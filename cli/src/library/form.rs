use std::{cell::Cell, process::ExitCode};

use console::style;
use indoc::printdoc;
use inquire::{InquireError, Text};
use log::{debug, error, info};
use snapit_library::{CommandRunner, Description, Snapper, SnapshotReport, Step};

use crate::library::{
    constant::{APP_TITLE, BUTTON_LABEL, PLACEHOLDER, TAGLINE, VERSION},
    dialog::Dialog,
    progress::StepSpinner,
    table::print_report_table,
};

const STATUS_READY: &str = "Ready";
const STATUS_SUCCESS: &str = "Snapshot created successfully";
const STATUS_ERROR: &str = "Error creating snapshot";

/// The "Take Snapshot" button. Disabled while a snapshot request is in flight.
#[derive(Debug)]
pub struct SnapButton {
    enabled: Cell<bool>,
}

impl SnapButton {
    pub fn new() -> Self {
        SnapButton {
            enabled: Cell::new(true),
        }
    }

    pub fn is_enabled(&self) -> bool {
        self.enabled.get()
    }

    /// Disables the button until the returned guard is dropped. `None` if already disabled.
    pub fn press(&self) -> Option<Pressed<'_>> {
        if !self.enabled.replace(false) {
            return None;
        }

        Some(Pressed { button: self })
    }
}

impl Default for SnapButton {
    fn default() -> Self {
        SnapButton::new()
    }
}

pub struct Pressed<'a> {
    button: &'a SnapButton,
}

impl Drop for Pressed<'_> {
    fn drop(&mut self) {
        self.button.enabled.set(true);
    }
}

pub struct Outcome {
    pub dialog: Dialog,
    pub report: Option<SnapshotReport>,
}

/// The window: a description field, the snapshot button and a status line.
pub struct SnapshotForm<R> {
    snapper: Snapper<R>,
    button: SnapButton,
    status: String,
}

impl<R: CommandRunner> SnapshotForm<R> {
    pub fn new(snapper: Snapper<R>) -> Self {
        SnapshotForm {
            snapper,
            button: SnapButton::new(),
            status: STATUS_READY.to_string(),
        }
    }

    pub fn button(&self) -> &SnapButton {
        &self.button
    }

    pub fn status(&self) -> &str {
        &self.status
    }

    /// Handles a click on the button. Returns `None` when the click was ignored.
    pub async fn submit(
        &mut self,
        description: &str,
        mut on_step: impl FnMut(Step),
    ) -> Option<Outcome> {
        if Description::new(description).is_err() {
            return Some(Outcome {
                dialog: Dialog::empty_description(),
                report: None,
            });
        }

        let Some(_pressed) = self.button.press() else {
            debug!("Ignoring click while a snapshot is being taken");
            return None;
        };

        let status = &mut self.status;
        let result = self
            .snapper
            .take_snapshot(description, |step| {
                *status = step.to_string();
                on_step(step);
            })
            .await;

        let outcome = match result {
            Ok(report) => {
                let dialog = Dialog::success(&report);
                info!("{}", dialog.message);
                self.status = STATUS_SUCCESS.to_string();

                Outcome {
                    dialog,
                    report: Some(report),
                }
            }
            Err(err) => {
                let dialog = Dialog::from_error(&err);
                error!("{}", dialog.message);
                debug!("{:?}", err);
                self.status = STATUS_ERROR.to_string();

                Outcome {
                    dialog,
                    report: None,
                }
            }
        };

        Some(outcome)
    }

    /// Submits with a spinner standing in for the status line.
    async fn submit_with_spinner(&mut self, description: &str) -> anyhow::Result<Option<Outcome>> {
        let mut spinner = StepSpinner::new()?;

        let outcome = self.submit(description, |step| spinner.show(step)).await;

        spinner.finish();

        Ok(outcome)
    }

    fn print_banner(&self) {
        printdoc!(
            "

            {} {}
            {}

            ",
            style(APP_TITLE).cyan().bold(),
            style(format!("v{}", VERSION.as_str())).dim(),
            TAGLINE,
        );
    }

    fn print_status(&self) {
        println!("{}", style(format!("[{}]", self.status)).dim());
    }

    /// Runs the form until the user closes it with Esc or Ctrl-C.
    pub async fn run(&mut self) -> anyhow::Result<()> {
        self.print_banner();

        let mut draft = String::new();

        loop {
            self.print_status();

            let input = Text::new(&format!("{}:", BUTTON_LABEL))
                .with_placeholder(PLACEHOLDER)
                .with_initial_value(&draft)
                .with_help_message("enter to take the snapshot, esc to close")
                .prompt();

            let input = match input {
                Ok(input) => input,
                Err(InquireError::OperationCanceled | InquireError::OperationInterrupted) => {
                    debug!("Form closed");
                    return Ok(());
                }
                Err(err) => return Err(err.into()),
            };

            let Some(outcome) = self.submit_with_spinner(&input).await? else {
                continue;
            };

            outcome.dialog.show();

            match &outcome.report {
                Some(report) => {
                    print_report_table(report);
                    draft.clear();
                }
                None => draft = input,
            }

            outcome.dialog.acknowledge()?;
        }
    }

    /// Takes a single snapshot without showing the form.
    pub async fn run_once(&mut self, description: &str, json: bool) -> anyhow::Result<ExitCode> {
        let Some(outcome) = self.submit_with_spinner(description).await? else {
            return Ok(ExitCode::FAILURE);
        };

        match (&outcome.report, json) {
            (Some(report), true) => println!("{}", serde_json::to_string_pretty(report)?),
            (Some(report), false) => {
                outcome.dialog.show();
                print_report_table(report);
            }
            (None, _) => eprintln!("{}", outcome.dialog.render()),
        }

        match outcome.report {
            Some(_) => Ok(ExitCode::SUCCESS),
            None => Ok(ExitCode::FAILURE),
        }
    }
}

#[cfg(test)]
mod tests {
    use std::{collections::VecDeque, sync::Mutex};

    use snapit_library::{CommandOutput, Invocation, Settings};

    use super::*;
    use crate::library::dialog::DialogKind;

    /// Replays canned outputs and journals every invocation alongside the
    /// steps reported to the form.
    #[derive(Default)]
    struct ScriptedRunner {
        outputs: Mutex<VecDeque<CommandOutput>>,
        journal: Mutex<Vec<String>>,
    }

    impl ScriptedRunner {
        fn new(outputs: Vec<(i32, &str, &str)>) -> Self {
            let outputs = outputs
                .into_iter()
                .map(|(code, stdout, stderr)| CommandOutput {
                    code: Some(code),
                    stdout: stdout.to_string(),
                    stderr: stderr.to_string(),
                })
                .collect();

            ScriptedRunner {
                outputs: Mutex::new(outputs),
                journal: Mutex::default(),
            }
        }

        fn record(&self, entry: String) {
            self.journal.lock().unwrap().push(entry);
        }

        fn journal(&self) -> Vec<String> {
            self.journal.lock().unwrap().clone()
        }

        fn calls(&self) -> usize {
            self.journal()
                .iter()
                .filter(|entry| entry.starts_with("run "))
                .count()
        }
    }

    impl CommandRunner for &ScriptedRunner {
        async fn run(&self, invocation: &Invocation) -> snapit_library::Result<CommandOutput> {
            self.record(format!("run {}", invocation));

            Ok(self.outputs.lock().unwrap().pop_front().unwrap_or_default())
        }
    }

    fn form(runner: &ScriptedRunner) -> SnapshotForm<&ScriptedRunner> {
        SnapshotForm::new(Snapper::new(runner, Settings::default()))
    }

    #[test]
    fn button_is_disabled_while_pressed() {
        let button = SnapButton::new();

        let pressed = button.press();
        assert!(pressed.is_some());
        assert!(!button.is_enabled());
        assert!(button.press().is_none());

        drop(pressed);
        assert!(button.is_enabled());
    }

    #[tokio::test]
    async fn empty_description_warns_without_running_snapper() {
        let runner = ScriptedRunner::default();
        let mut form = form(&runner);

        let outcome = form.submit("  ", |_| {}).await.unwrap();

        assert_eq!(outcome.dialog, Dialog::empty_description());
        assert_eq!(runner.calls(), 0);
        assert_eq!(form.status(), STATUS_READY);
        assert!(form.button().is_enabled());
    }

    #[tokio::test]
    async fn sudo_prompt_comes_before_the_first_step() {
        let runner = ScriptedRunner::new(vec![
            (0, "", ""),
            (0, "5\n", ""),
            (0, "SUBVOLUME │ /\n", ""),
            (0, "5 │ single │ root │ 1.5 MiB │ test\n", ""),
        ]);
        let mut form = form(&runner);

        form.submit("test", |step| runner.record(format!("step {}", step)))
            .await
            .unwrap();

        assert_eq!(
            runner.journal(),
            vec![
                "run sudo -v",
                "step Creating snapshot...",
                "run sudo snapper create --description test --type single --print-number",
                "step Reading subvolume path...",
                "run sudo snapper get-config",
                "step Reading snapshot size...",
                "run sudo snapper list -t single",
            ]
        );
    }

    #[tokio::test]
    async fn button_reenabled_after_success() {
        let runner = ScriptedRunner::new(vec![
            (0, "", ""),
            (0, "5\n", ""),
            (0, "SUBVOLUME │ /\n", ""),
            (0, "5 │ single │ root │ 1.5 MiB │ test\n", ""),
        ]);
        let mut form = form(&runner);
        let mut steps = Vec::new();

        let outcome = form
            .submit("test", |step| steps.push(step))
            .await
            .unwrap();

        assert_eq!(outcome.dialog.kind, DialogKind::Information);
        assert_eq!(
            outcome.dialog.message,
            "Snapshot #5 created successfully!\n\nSize: 1.5 MiB\nLocation: /.snapshots/5/snapshot"
        );
        assert_eq!(steps.len(), 3);
        assert_eq!(form.status(), STATUS_SUCCESS);
        assert!(form.button().is_enabled());
    }

    #[tokio::test]
    async fn button_reenabled_after_failure() {
        let runner = ScriptedRunner::new(vec![
            (0, "", ""),
            (1, "", "Creating snapshot failed.\n"),
        ]);
        let mut form = form(&runner);

        let outcome = form.submit("test", |_| {}).await.unwrap();

        assert!(outcome.report.is_none());
        assert_eq!(outcome.dialog.kind, DialogKind::Critical);
        assert_eq!(
            outcome.dialog.message,
            "Failed to create snapshot. Error: Creating snapshot failed.\n"
        );
        assert_eq!(runner.calls(), 2);
        assert_eq!(form.status(), STATUS_ERROR);
        assert!(form.button().is_enabled());
    }
}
● ● ●
Assignment -
Above are the records; report how many of their lines hold the string "unwrap", with no other words.

Solution for this problem -
7